Stored items:
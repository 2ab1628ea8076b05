//! The DID entity and its lifecycle-adjacent value types (spec §3).

use std::collections::BTreeMap;

use serde::{Deserialize, Serialize};
use serde_json::Value;

/// The three DID types. Dispatch on this tag, never on a class hierarchy
/// (spec §9: "Dynamic dispatch on DID type" — represent as a tagged variant).
#[derive(Debug, Clone, Copy, PartialEq, Eq, Hash, Serialize, Deserialize)]
pub enum DidType {
    File,
    Dataset,
    Container,
}

impl DidType {
    pub fn as_str(self) -> &'static str {
        match self {
            Self::File => "FILE",
            Self::Dataset => "DATASET",
            Self::Container => "CONTAINER",
        }
    }

    pub fn from_str_opt(s: &str) -> Option<Self> {
        match s {
            "FILE" => Some(Self::File),
            "DATASET" => Some(Self::Dataset),
            "CONTAINER" => Some(Self::Container),
            _ => None,
        }
    }
}

/// Replica availability for FILE DIDs (spec §3 invariant 9).
#[derive(Debug, Clone, Copy, PartialEq, Eq, Serialize, Deserialize)]
pub enum Availability {
    Available,
    Lost,
    Deleted,
}

impl Availability {
    pub fn as_str(self) -> &'static str {
        match self {
            Self::Available => "AVAILABLE",
            Self::Lost => "LOST",
            Self::Deleted => "DELETED",
        }
    }

    pub fn from_str_opt(s: &str) -> Option<Self> {
        match s {
            "AVAILABLE" => Some(Self::Available),
            "LOST" => Some(Self::Lost),
            "DELETED" => Some(Self::Deleted),
            _ => None,
        }
    }
}

/// A data identifier: a file, dataset, or container (spec §3).
///
/// Domain-specific columns (`project`, `datatype`, `run_number`, ...) that
/// the distilled spec passes through opaquely live in `extra` rather than
/// as hard-coded fields — the same sparse-bag pattern the teacher uses for
/// `parse_result_json` when a column set is open-ended.
#[derive(Debug, Clone, PartialEq)]
pub struct Did {
    pub scope: String,
    pub name: String,
    pub did_type: DidType,
    pub account: String,
    pub is_open: bool,
    pub monotonic: bool,

    pub expired_at: Option<i64>,
    pub created_at: i64,
    pub closed_at: Option<i64>,
    pub accessed_at: Option<i64>,
    pub access_cnt: i64,

    // FILE-only physical attributes.
    pub bytes: Option<i64>,
    pub length: Option<i64>,
    pub events: Option<i64>,
    pub md5: Option<String>,
    pub adler32: Option<String>,
    pub guid: Option<String>,
    pub availability: Option<Availability>,

    pub is_archive: bool,
    pub constituent: bool,
    pub is_new: bool,
    pub purge_replicas: bool,
    pub hidden: bool,
    pub obsolete: bool,
    pub complete: bool,
    pub suppressed: bool,

    pub extra: BTreeMap<String, Value>,
}

impl Did {
    /// `length=1` for every FILE DID (spec §3 invariant, §8 quantified
    /// invariant: "length=1 and aggregate operations treat D as a single
    /// file").
    pub fn effective_length(&self) -> i64 {
        match self.did_type {
            DidType::File => 1,
            _ => self.length.unwrap_or(0),
        }
    }
}

/// Snapshot of a deleted dataset/container row (spec §3: files are not
/// archived here — only collections are).
#[derive(Debug, Clone)]
pub struct DeletedDid {
    pub scope: String,
    pub name: String,
    pub did_type: DidType,
    pub account: String,
    pub is_open: bool,
    pub bytes: Option<i64>,
    pub length: Option<i64>,
    pub events: Option<i64>,
    pub created_at: i64,
    pub closed_at: Option<i64>,
    pub deleted_at: i64,
    pub extra: BTreeMap<String, Value>,
}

### Problem
Output all of the data above without any alteration.

### Solution to the problem
repository 2ab1628ea8076b05
//! The DID entity and its lifecycle-adjacent value types (spec §3).

use std::collections::BTreeMap;

use serde::{Deserialize, Serialize};
use serde_json::Value;

/// The three DID types. Dispatch on this tag, never on a class hierarchy
/// (spec §9: "Dynamic dispatch on DID type" — represent as a tagged variant).
#[derive(Debug, Clone, Copy, PartialEq, Eq, Hash, Serialize, Deserialize)]
pub enum DidType {
    File,
    Dataset,
    Container,
}

impl DidType {
    pub fn as_str(self) -> &'static str {
        match self {
            Self::File => "FILE",
            Self::Dataset => "DATASET",
            Self::Container => "CONTAINER",
        }
    }

    pub fn from_str_opt(s: &str) -> Option<Self> {
        match s {
            "FILE" => Some(Self::File),
            "DATASET" => Some(Self::Dataset),
            "CONTAINER" => Some(Self::Container),
            _ => None,
        }
    }
}

/// Replica availability for FILE DIDs (spec §3 invariant 9).
#[derive(Debug, Clone, Copy, PartialEq, Eq, Serialize, Deserialize)]
pub enum Availability {
    Available,
    Lost,
    Deleted,
}

impl Availability {
    pub fn as_str(self) -> &'static str {
        match self {
            Self::Available => "AVAILABLE",
            Self::Lost => "LOST",
            Self::Deleted => "DELETED",
        }
    }

    pub fn from_str_opt(s: &str) -> Option<Self> {
        match s {
            "AVAILABLE" => Some(Self::Available),
            "LOST" => Some(Self::Lost),
            "DELETED" => Some(Self::Deleted),
            _ => None,
        }
    }
}

/// A data identifier: a file, dataset, or container (spec §3).
///
/// Domain-specific columns (`project`, `datatype`, `run_number`, ...) that
/// the distilled spec passes through opaquely live in `extra` rather than
/// as hard-coded fields — the same sparse-bag pattern the teacher uses for
/// `parse_result_json` when a column set is open-ended.
#[derive(Debug, Clone, PartialEq)]
pub struct Did {
    pub scope: String,
    pub name: String,
    pub did_type: DidType,
    pub account: String,
    pub is_open: bool,
    pub monotonic: bool,

    pub expired_at: Option<i64>,
    pub created_at: i64,
    pub closed_at: Option<i64>,
    pub accessed_at: Option<i64>,
    pub access_cnt: i64,

    // FILE-only physical attributes.
    pub bytes: Option<i64>,
    pub length: Option<i64>,
    pub events: Option<i64>,
    pub md5: Option<String>,
    pub adler32: Option<String>,
    pub guid: Option<String>,
    pub availability: Option<Availability>,

    pub is_archive: bool,
    pub constituent: bool,
    pub is_new: bool,
    pub purge_replicas: bool,
    pub hidden: bool,
    pub obsolete: bool,
    pub complete: bool,
    pub suppressed: bool,

    pub extra: BTreeMap<String, Value>,
}

impl Did {
    /// `length=1` for every FILE DID (spec §3 invariant, §8 quantified
    /// invariant: "length=1 and aggregate operations treat D as a single
    /// file").
    pub fn effective_length(&self) -> i64 {
        match self.did_type {
            DidType::File => 1,
            _ => self.length.unwrap_or(0),
        }
    }
}

/// Snapshot of a deleted dataset/container row (spec §3: files are not
/// archived here — only collections are).
#[derive(Debug, Clone)]
pub struct DeletedDid {
    pub scope: String,
    pub name: String,
    pub did_type: DidType,
    pub account: String,
    pub is_open: bool,
    pub bytes: Option<i64>,
    pub length: Option<i64>,
    pub events: Option<i64>,
    pub created_at: i64,
    pub closed_at: Option<i64>,
    pub deleted_at: i64,
    pub extra: BTreeMap<String, Value>,
}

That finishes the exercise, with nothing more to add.